Making less money than a person who can't get hired is an interesting way for women to say they are getting paid less though.
Lies, damn lies, and statistics (Score:5, Insightful)
Hired's data shows that 63 percent of the time women receive lower salary offers than men for the same job at the same company,
That sounds awful, till you realize that from simple statistical fluctuation you'd expect that number to be 50 percent, in which light 63 percent seems to indicate some trend, but not nearly as big a one as the writer clearly intends to signify. How large is the average fluctuation? What's the probability women could have gotten such offers by chance (which would require knowing for e.g. the sample size, which, speaking of, that doesn't seem to be given in the report)? You know, anything that might reveal the statistical significance of the findings, which seem to be entirely absent from the report and without which raw numbers are almost entirely meaningless.
with white women offered 4 percent less on average, and women more broadly offered up to 50 percent less in the most extreme examples.

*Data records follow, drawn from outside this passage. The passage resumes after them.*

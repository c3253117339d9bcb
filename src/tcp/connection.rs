//! Per-connection state machine and reliability engine.

use std::collections::VecDeque;
use std::io::{Error, ErrorKind, Result};
use std::time::Instant;

use super::{transition, Config, Quad, RttEstimator, TcpEvent, TcpFlags, TcpPacket, TcpState};

/// State of the send sequence space (RFC 793 S3.2).
///
/// ```text
///        1         2          3          4
///   ----------|----------|----------|----------
///          SND.UNA    SND.NXT    SND.UNA
///                               +SND.WND
/// ```
///
/// `[una, nxt)` is the data in flight; everything in that range is covered
/// by an entry of the unacknowledged-segment list.
#[derive(Debug, Clone, Copy)]
pub struct SendSeqSpace {
    /// initial send sequence number
    pub iss: u32,
    /// send unacknowledged
    pub una: u32,
    /// send next
    pub nxt: u32,
    /// peer's advertised receive window
    pub wnd: u16,
}

/// State of the receive sequence space (RFC 793 S3.2).
#[derive(Debug, Clone, Copy)]
pub struct RecvSeqSpace {
    /// receive next
    pub nxt: u32,
    /// advertised receive window
    pub wnd: u16,
}

/// What an unacknowledged entry re-frames to when it is retransmitted.
#[derive(Debug, Clone, Copy, PartialEq, Eq)]
enum SegmentKind {
    Syn,
    SynAck,
    Data,
    Fin,
}

/// An entry of the unacknowledged-segment list.
///
/// SYN, SYN|ACK and FIN ride this list next to data, so the retransmission
/// sweep and the failure ceiling cover the whole connection lifecycle with
/// one mechanism.
#[derive(Debug)]
struct TxSegment {
    kind: SegmentKind,
    seq_no: u32,
    content: Vec<u8>,
    first_sent: Instant,
    last_sent: Instant,
    retransmits: u8,
}

impl TxSegment {
    fn seq_len(&self) -> u32 {
        let virtual_byte = !matches!(self.kind, SegmentKind::Data) as u32;
        self.content.len() as u32 + virtual_byte
    }

    fn end(&self) -> u32 {
        self.seq_no.wrapping_add(self.seq_len())
    }
}

/// One TCP connection: RFC 793 state, sequence spaces, the
/// unacknowledged-segment list and the in-order receive buffer.
///
/// The connection never touches the network itself; segments it wants to
/// transmit are queued on `outgoing` and drained by the connection manager
/// (or by a test harness).
pub struct Connection {
    pub quad: Quad,
    pub state: TcpState,
    pub send: SendSeqSpace,
    pub recv: RecvSeqSpace,
    pub last_activity: Instant,

    unacked: VecDeque<TxSegment>,
    rx_buffer: VecDeque<u8>,
    rtt: RttEstimator,
    /// Sequence number our FIN consumed, once one was sent.
    fin_seq_no: Option<u32>,
    time_wait_since: Option<Instant>,
    /// Why the connection died, if it did not close cleanly.
    reset: Option<ErrorKind>,

    pub(crate) outgoing: VecDeque<TcpPacket>,
    cfg: Config,
}
impl Stack {
    /// Builds a stack over an arbitrary endpoint, usually a
    /// [`LoopbackIo`](crate::raw::LoopbackIo) in tests.
    pub fn new(endpoint: Box<dyn RawIo + Send + Sync>, config: Config) -> Arc<Stack> {
        Arc::new(Stack {
            endpoint,
            tables: Mutex::new(Tables {
                listeners: Vec::new(),
                conns: Vec::new(),
            }),
            ident: AtomicU16::new(1),
            ephemeral: AtomicU16::new(0),
            config,
        })
    }

    /// Opens a raw socket endpoint. Fails without the privileges raw
    /// sockets require.
    pub fn open(config: Config) -> Result<Arc<Stack>> {
        let endpoint = RawSocket::new()?;
        Ok(Stack::new(Box::new(endpoint), config))
    }

    pub fn config(&self) -> &Config {
        &self.config
    }

    /// Ports handed out to unbound active openers.
    pub(crate) fn alloc_ephemeral_port(&self) -> u16 {
        let n = self.ephemeral.fetch_add(1, Ordering::Relaxed);
        49152 + n % 16384
    }

    // # Listeners

    pub(crate) fn listen(&self, addr: SocketAddrV4, backlog: usize) -> Result<()> {
        let mut tables = self.tables.lock().unwrap();
        if tables.listeners.iter().any(|l| l.addr.port() == addr.port()) {
            return Err(std::io::Error::new(ErrorKind::AddrInUse, "port already listened on"));
        }
        tracing::debug!("listening on {addr}");
        tables.listeners.push(Listener { addr, backlog });
        Ok(())
    }

    pub(crate) fn unlisten(&self, addr: SocketAddrV4) {
        let mut tables = self.tables.lock().unwrap();
        tables.listeners.retain(|l| l.addr != addr);
    }

    // # Active and passive open

    /// Creates an actively-opening connection and puts its SYN on the wire.
    pub(crate) fn connect(&self, local: SocketAddrV4, peer: SocketAddrV4) -> Arc<ConnSlot> {
        let quad = Quad {
            src: local,
            dst: peer,
        };
        let conn = Connection::connect(quad, self.config.clone());
        let slot = Arc::new(ConnSlot {
            quad,
            from_listener: false,
            dispensed: AtomicBool::new(true),
            inner: Mutex::new(conn),
            cv: Condvar::new(),
        });

        {
            let mut tables = self.tables.lock().unwrap();
            // a lingering CLOSED record under the same 4-tuple gives way
            tables
                .conns
                .retain(|s| !(s.quad == quad && s.lock().state == TcpState::Closed));
            tables.conns.push(slot.clone());
        }

        self.flush(&slot);
        slot
    }

    /// Hands out one ESTABLISHED listener-born connection, at most once.
    pub(crate) fn accept_ready(&self, addr: SocketAddrV4) -> Option<Arc<ConnSlot>> {
        let tables = self.tables.lock().unwrap();
        for slot in &tables.conns {
            if !slot.from_listener || !listener_matches(addr, slot.quad.src) {
                continue;
            }
            if !slot.lock().is_established() {
                continue;
            }
            if slot.dispensed.swap(true, Ordering::SeqCst) {
                continue;
            }
            return Some(slot.clone());
        }
        None
    }

    /// Drops a record the application is done with. Lingering CLOSED records
    /// are legal, so this is garbage collection rather than teardown.
    pub(crate) fn remove(&self, slot: &Arc<ConnSlot>) {
        let mut tables = self.tables.lock().unwrap();
        tables.conns.retain(|s| !Arc::ptr_eq(s, slot));
    }

    // # Dispatch

    /// One dispatcher iteration: drain the endpoint, deliver segments, run
    /// every connection's timer sweep, flush what queued up and wake
    /// sleepers whose connection left a waiting state.
    pub fn poll(&self) {
        loop {
            match self.endpoint.recv() {
                Ok((datagram, _src)) => self.process_inbound(&datagram),
                Err(e) if e.kind() == ErrorKind::WouldBlock => break,
                Err(e) => {
                    tracing::warn!("raw endpoint receive failed: {e}");
                    break;
                }
            }
        }

        let conns: Vec<_> = self.tables.lock().unwrap().conns.clone();
        for slot in &conns {
            let mut conn = slot.lock();
            let before = conn.state;
            conn.on_tick();
            self.flush_locked(&mut conn);
            if conn.state != before || conn.readable() || conn.rx_closed() {
                slot.cv.notify_all();
            }
        }

        // reap listener-born records nobody will ever accept
        let mut tables = self.tables.lock().unwrap();
        tables.conns.retain(|s| {
            let dead = s.from_listener
                && !s.dispensed.load(Ordering::SeqCst)
                && s.lock().state == TcpState::Closed;
            !dead
        });
    }

    /// Validates one raw datagram and routes the segment it carries.
    fn process_inbound(&self, datagram: &[u8]) {
        let packet = match Ipv4Packet::from_slice(datagram) {
            Ok(packet) => packet,
            Err(e) => {
                tracing::debug!("malformed ip packet dropped: {e}");
                return;
            }
        };
        if packet.proto != PROTO_TCP {
            return;
        }
        if !TcpPacket::verify_checksum(packet.src, packet.dst, &packet.content) {
            tracing::debug!("tcp checksum mismatch, segment dropped");
            return;
        }
        let segment = match TcpPacket::from_slice(&packet.content) {
            Ok(segment) => segment,
            Err(e) => {
                tracing::debug!("malformed tcp segment dropped: {e}");
                return;
            }
        };

        let quad = Quad {
            src: SocketAddrV4::new(packet.dst, segment.dst_port),
            dst: SocketAddrV4::new(packet.src, segment.src_port),
        };

        // (1) an existing connection under this 4-tuple
        let known = {
            let tables = self.tables.lock().unwrap();
            tables
                .conns
                .iter()
                .find(|s| s.quad == quad && s.lock().state != TcpState::Closed)
                .cloned()
        };
        if let Some(slot) = known {
            let mut conn = slot.lock();
            let before = conn.state;
            conn.on_segment(segment);
            self.flush_locked(&mut conn);
            if conn.state != before || conn.readable() || conn.rx_closed() {
                slot.cv.notify_all();
            }
            return;
        }

        // (2) a SYN for a listener births a connection
        if segment.flags.contains(TcpFlags::SYN) && !segment.flags.contains(TcpFlags::ACK) {
            if let Some(slot) = self.try_birth(quad, &segment) {
                self.flush(&slot);
                return;
            }
            if self.config.rst_on_syn {
                tracing::trace!("no listener for SYN to {}, answering RST", quad.src);
                self.transmit(quad.src, quad.dst, TcpPacket::rst_for_syn(&segment));
                return;
            }
        }

        // (3) no matching connection, no listener: silently ignored
        tracing::trace!("unmatched segment for {} dropped", quad.src);
    }

    fn try_birth(&self, quad: Quad, syn: &TcpPacket) -> Option<Arc<ConnSlot>> {
        let mut tables = self.tables.lock().unwrap();
        let listener = tables.listeners.iter().find(|l| l.matches(quad.src))?.clone();

        let pending = tables
            .conns
            .iter()
            .filter(|s| s.from_listener && listener.matches(s.quad.src))
            .filter(|s| !s.dispensed.load(Ordering::SeqCst))
            .filter(|s| s.lock().state != TcpState::Closed)
            .count();
        if pending >= listener.backlog {
            tracing::debug!("backlog of {} full, SYN ignored", listener.addr);
            return None;
        }

        tracing::debug!("incoming connection to {} from {}", quad.src, quad.dst);
        let conn = Connection::accept(quad, syn, self.config.clone());
        let slot = Arc::new(ConnSlot {
            quad,
            from_listener: true,
            dispensed: AtomicBool::new(false),
            inner: Mutex::new(conn),
            cv: Condvar::new(),
        });
        tables
            .conns
            .retain(|s| !(s.quad == quad && s.lock().state == TcpState::Closed));
        tables.conns.push(slot.clone());
        Some(slot)
    }

    // # Egress

    /// Frames and transmits everything the connection queued.
    pub(crate) fn flush(&self, slot: &Arc<ConnSlot>) {
        let mut conn = slot.lock();
        self.flush_locked(&mut conn);
    }

    fn flush_locked(&self, conn: &mut Connection) {
        while let Some(segment) = conn.pop_outgoing() {
            self.transmit(conn.quad.src, conn.quad.dst, segment);
        }
    }

    fn transmit(&self, src: SocketAddrV4, dst: SocketAddrV4, segment: TcpPacket) {
        let bytes = match segment.to_vec_with_checksum(*src.ip(), *dst.ip()) {
            Ok(bytes) => bytes,
            Err(e) => {
                tracing::error!("failed to serialize segment: {e}");
                return;
            }
        };
        let packet = Ipv4Packet::tcp_segment(
            self.ident.fetch_add(1, Ordering::Relaxed),
            self.config.ttl,
            *src.ip(),
            *dst.ip(),
            bytes,
        );
        let datagram = match packet.to_vec() {
            Ok(datagram) => datagram,
            Err(e) => {
                tracing::error!("failed to frame ip packet: {e}");
                return;
            }
        };
        if let Err(e) = self.endpoint.send(&datagram, *dst.ip()) {
            // transient failures are healed by the retransmission sweep
            tracing::warn!("raw endpoint send failed: {e}");
        }
    }
}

The report (linked in the article and here [hired.com]) says the average is 4% for all women. Also, "up to 50% in the most extreme examples" means "we found 1 case where that happened", which, again, you'd expect (in fact, you could probably find some extreme examples where a man was offered that much less than a woman), or at least, you'd *probably* expect (can't say for sure without knowing the variance of the job offers, which I supposed you could extract from the chart, but doesn't seem to be given in numerical form). 4% also just happens to be the average amount less women ask for than men. They also don't (AFAICT) look into issues like time taken off career for maternal leave (which, sorry, means you're going to be worth less due to not having been able to keep up with current developments, it sucks, but life choices have consequences), hours worked (statistically, men tend to work slightly longer hours than women: IIRC it's something like 8.4 vs 7.8 per day, but no clue if that is true in tech or not), etc. etc.
I should be clear: I'm not saying there isn't sexism in tech. There sure as shit is, for a lot of reasons, just like there's ageism, racism, religious discrimination, and a bunch of other -isms and -tions. But biased, politically motivated, and downright misleading articles like this one really aren't the way forward.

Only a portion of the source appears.